Director: Marc Webb
Starring: Andrew Garfield, Emma Stone, Denis Leary, Martin Sheen, Sally Field, Irffan Khan and Rhys Ifans
While many will rightfully be talking about Andrew Garfield and Emma Stone, Marc Webb is one of the unsung heroes of this film. In only his second feature film and first blockbuster Hollywood production, he has managed to seemingly effortlessly make that transition from the smaller to the larger scale, without losing his personal touch. A 500 Days of Summer vibe is clearly evident in this film, yet it does not come at the expense of the film’s summer blockbuster duties. What is arguably most impressive about Webb’s direction however, is the way in which he handles the action sequences. This is the first time Webb has directed feature film action and while admittedly in a film of this scale he had all the financial and technical support one could hope for, it is still an impressive achievement how coherent, exciting and well staged the action is for such a relatively inexperienced director. The POV shots displayed in the trailer are much less frequent than you may expect, with the film not making quite the use of 3D that I would have hoped, having yet to see it in 2D, I have a feeling that Spider-Man swinging through New York will be just as exhilarating and immersive with the glasses off.
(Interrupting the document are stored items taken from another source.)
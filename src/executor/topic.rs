use std::collections::VecDeque;
use std::time::{Duration, Instant};

use futures::future::BoxFuture;

/// A queued unit of work, error already rendered as text.
pub(super) type Job = BoxFuture<'static, Result<(), String>>;

/// State of a single topic.
pub(super) struct TopicQueue {
    /// Whether a job of this topic is on the pool right now.
    pub status: TopicStatus,

    /// Jobs waiting for the active one to finish (FIFO order).
    pub queue: VecDeque<Job>,
}

/// Status of a topic.
#[derive(Debug, Clone, Copy, PartialEq, Eq)]
pub(super) enum TopicStatus {
    /// Nothing running, the next submission is spawned immediately.
    Idle,

    /// One job submitted to the pool.
    Running {
        /// When the active job was submitted.
        since: Instant,
    },
}

impl TopicQueue {
    /// Creates a new idle topic.
    pub fn new() -> Self {
        Self {
            status: TopicStatus::Idle,
            queue: VecDeque::new(),
        }
    }

    /// How long the active job has been on the pool, `None` when idle.
    pub fn running_for(&self) -> Option<Duration> {
        match self.status {
            TopicStatus::Idle => None,
            TopicStatus::Running { since } => Some(since.elapsed()),
        }
    }

    /// Jobs queued plus the active one.
    pub fn pending(&self) -> usize {
        let active = usize::from(self.status != TopicStatus::Idle);
        self.queue.len() + active
    }
}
What Webb also does superbly in this film, is balance the tone. Some critics, will be keen to claim that this film is an attempt to copy the Nolan Batman darkness, however while this film does have its dark moments, it is much lighter in tone and anybody who makes that claim with seriousness is either forgetting just how dark recent Batman is, what a dark tone even is, or what film they are reviewing. This film, like the original Raimi Spider-Man films, has dark and light moments however they never seem jarring in relation to one another as the tone is so clearly set and followed throughout. This is a film which never gets overly comedic yet never overly serious and seems to have carved a nice middle ground for itself, in relation to the more comedic Avengers and the upcoming, supposedly more serious, Dark Knight Rises.
Andrew Garfield, is Peter Parker. As soon as he arrives on screen, Garfield owns every second of this film. He has been a rising star up until now, this film will make him a star and deservedly so. He pulls of every aspect of Peter Parker’s personality and appears completely natural when doing so. Despite the fact that the actor is near thirty, he looks, sounds and acts exactly like a high school student, I should know, I am one. Whether it is his relatable, cute awkwardness around Gwen Stacy, his infectious enthusiasm when Spider-Man or his heart string tugging emotion with Uncle Ben and Aunt May, he spins a powerful web of emotion that will be hard for any actor playing the character in the future to break. In another actor’s hands some of the scenes he pulled off could have come across as embarrassing or empty, however he always seemed to make the best out of every moment. This film has shown he can lead from beginning to end a large scale Hollywood production and I cannot wait to see what roles he will get offered in the wake of this. What will win even more people over however, is his chemistry with Emma Stone. Emma Stone is a perfect choice for Gwen Stacy and she brings the expected Emma Stone charm and intelligence to this role. The scenes where her and Garfield share the screen are always believable and never strays into romantic cliche due in part to the direction of Webb but also through the expression of genuine emotion between the two of them, evidenced by the fact that they are now said to be dating in real life. Martin Sheen is a perfect Uncle Ben, Sally Field does a good job as Aunt May although many (Including myself) may find it hard to move on from Rosemary Harris’ portrayal of the character. Regarding Rhys Ifans as Dr. Curt Connors and the film’s principal antagonist, the Lizard, here is where the film’s flaws reside.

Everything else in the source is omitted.